Well, isn't it obvious?  D: None of the above (except the food - already packed the food).  And 6:30 hits, alarm goes off (again), I hear the stirrings of E's alarm signalling shower time and it is time to start the ball rolling, my tiny bit of calm and quiet before the storm of the morning ritual ends almost quicker than it began.  I'm sure I will sit down again today and breathe.  Maybe.

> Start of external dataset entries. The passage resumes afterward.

//! Native plugins compiled into the render adapter.
//!
//! Referenced from `plugin_paths` as `builtin:<name>`.

use chrono::{Datelike, Local, NaiveDate, TimeDelta};
use minijinja::value::Kwargs;
use minijinja::{Error, ErrorKind, Value};

const DATE_FORMAT: &str = "%Y-%m-%d";

/// Names of the available native plugins.
pub const BUILTIN_PLUGINS: &[&str] = &["date_utils"];

/// Returns the symbols of the native plugin called `name`, if there is one.
pub fn lookup(name: &str) -> Option<Vec<(String, Value)>> {
    match name {
        "date_utils" => Some(date_utils()),
        _ => None,
    }
}

fn date_utils() -> Vec<(String, Value)> {
    vec![
        ("today".to_string(), Value::from_function(today)),
        ("days_ago".to_string(), Value::from_function(days_ago)),
        (
            "first_of_month".to_string(),
            Value::from_function(first_of_month),
        ),
        ("format_list".to_string(), Value::from_function(format_list)),
    ]
}

fn local_today() -> NaiveDate {
    Local::now().date_naive()
}

fn today() -> String {
    local_today().format(DATE_FORMAT).to_string()
}

fn days_ago(n: i64) -> Result<String, Error> {
    let date = TimeDelta::try_days(n)
        .and_then(|delta| local_today().checked_sub_signed(delta))
        .ok_or_else(|| {
            Error::new(
                ErrorKind::InvalidOperation,
                format!("days_ago({n}) is out of range"),
            )
        })?;
    Ok(date.format(DATE_FORMAT).to_string())
}

fn first_of_month() -> String {
    let today = local_today();
    today
        .with_day(1)
        .unwrap_or(today)
        .format(DATE_FORMAT)
        .to_string()
}

/// Joins `items` for a SQL `IN` list, single-quoting each one unless
/// called with `quote=false`.
fn format_list(items: Vec<Value>, kwargs: Kwargs) -> Result<String, Error> {
    let quote = kwargs.get::<Option<bool>>("quote")?.unwrap_or(true);
    kwargs.assert_all_used()?;

    let formatted: Vec<String> = items
        .iter()
        .map(|item| {
            let text = match item.as_str() {
                Some(s) => s.to_string(),
                None => item.to_string(),
            };
            if quote {
                format!("'{}'", text.replace('\'', "''"))
            } else {
                text
            }
        })
        .collect();
    Ok(formatted.join(", "))
}
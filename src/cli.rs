//! Command-line argument parsing shared by both adapters.

use crate::error::{BridgeError, Result};
use clap::error::ErrorKind;
use clap::Parser;
use std::ffi::OsString;
use std::io::Read;
use std::path::{Path, PathBuf};

/// Path value meaning "read from stdin".
pub const STDIN_PATH: &str = "-";

/// Arguments accepted by `impyla-query` and `impyla-render`.
///
/// The request itself always arrives as a JSON document; these flags only
/// choose where it is read from and how the response is printed.
#[derive(Parser, Debug, Clone, PartialEq, Eq)]
#[command(version, about, long_about = None)]
pub struct Cli {
    /// Read the request from a file instead of stdin ("-")
    #[arg(short = 'i', long, value_name = "PATH", default_value = STDIN_PATH)]
    pub input: PathBuf,

    /// Pretty-print the response JSON
    #[arg(long)]
    pub pretty: bool,
}

impl Cli {
    /// Parses command-line arguments.
    ///
    /// Help and version requests print and exit. Any other problem is a
    /// usage error, reported like every other failure.
    pub fn parse_args() -> Result<Self> {
        Self::parse_args_from(std::env::args_os())
    }

    /// Parses arguments from `args`, the first being the binary name.
    pub fn parse_args_from<I, T>(args: I) -> Result<Self>
    where
        I: IntoIterator<Item = T>,
        T: Into<OsString> + Clone,
    {
        Self::try_parse_from(args).or_else(|e| match e.kind() {
            ErrorKind::DisplayHelp | ErrorKind::DisplayVersion => e.exit(),
            _ => Err(usage_error(&e)),
        })
    }

    /// Returns true if the request is read from stdin.
    pub fn reads_stdin(&self) -> bool {
        self.input == Path::new(STDIN_PATH)
    }

    /// Reads the raw request document.
    pub fn read_input(&self) -> Result<String> {
        if self.reads_stdin() {
            let mut buffer = String::new();
            std::io::stdin()
                .read_to_string(&mut buffer)
                .map_err(|e| read_error(e, "stdin"))?;
            Ok(buffer)
        } else {
            std::fs::read_to_string(&self.input)
                .map_err(|e| read_error(e, &format!("input file {}", self.input.display())))
        }
    }
}

/// Keeps the first line of clap's message, without its `error:` prefix.
fn usage_error(e: &clap::Error) -> BridgeError {
    let rendered = e.to_string();
    let message = rendered.lines().next().unwrap_or_default();
    BridgeError::usage(message.trim_start_matches("error:").trim())
}

/// Text that is not UTF-8 is a malformed request; anything else is an I/O failure.
fn read_error(e: std::io::Error, source: &str) -> BridgeError {
    if e.kind() == std::io::ErrorKind::InvalidData {
        BridgeError::malformed_input(format!("{source} is not valid UTF-8"))
    } else {
        BridgeError::internal(format!("Failed to read {source}: {e}"))
    }
}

Wednesday, October 19, 2011

A Hundred Years of Solitude...

...would not be enough, if you were to ask me at the moment.  But that is just this very moment, when the sky is still dark with cold, late fall, morning rain, and I am the only one awake, procrastinating that daily ritual I call personal hygiene.  We all have our lows, I suspect, at least once in our lives.  While I'm far too superstitious to say that I have hit mine, I'm pretty damn sure that this is as close as I ever want to be to it and still be conscious.  I'm sure that deciding to buy a house directly on the heels of those little things like marriage and death and the beginning of what has become the Semester of Unfortunate Events has not helped the situation at all.  Not that I regret the house - in fact, I don't think that I have ever been so in love with a home before; it just has that kind of energy to it.  But it has been overwhelming.  In fact, if I could sum up the way I feel with one image, it would most likely be something like this:

And I'm sorry, but if you feel like that, there is something definitely not going right in your life.  A hundred years of solitude seems awfully nice at the moment, in the quiet, semi-darkness of my study (yes, I actually have a study... a REAL study, to do some serious studying in) and if you were to ask me right now, I might actually take you up on it.  But I have a feeling that tomorrow I would wake missing all the people that have become so important to me in my life and want to click my heels together and go home.  Because even if home means that I'm taking 5 different kinds of medication just to keep my shit together, it still contains the only thing (aside from aforementioned medications) in my life that gets me through the days at all.  The love of the people who hold me up through it all and don't complain about my sweaty armpits around their shoulders or the deodorant stains I leave behind. And that is surely what love is all about.

Saturday, October 1, 2011

I AM MY MOTHER'S KEEPER

Ever beautiful.



Not in the way that I ever thought I would be - not sandwiched between my mom and my daughter for a day of shopping, or for a baby shower, or any of the number of things that I was fortunate enough to do with my mother and her mother, or that she was fortunate enough to do with her mother and grandmother. 







Love notes to Mom, 1988

But I keep her in so many other ways.   I am blessed that I was given an acute sense of mortality at a very young age because I keep finding her everywhere I turn.  Much like when I left on my exchange to Venezuela for a year and hid small notes all over the house for her to find as a reminder of my love for her while I was gone (seriously, I thought it was a good idea - it never dawned on me that instead of making her smile, it would make her cry every time she found one), as I pack up my house and get ready to move into our new home, I am surrounded by little reminders that she is with me always in spirit. And now I understand exactly how she felt as she came across one of my little love notes randomly. 


Autograph album, 1979 Mom and my Mamaw.



    I am her keeper and it feels right.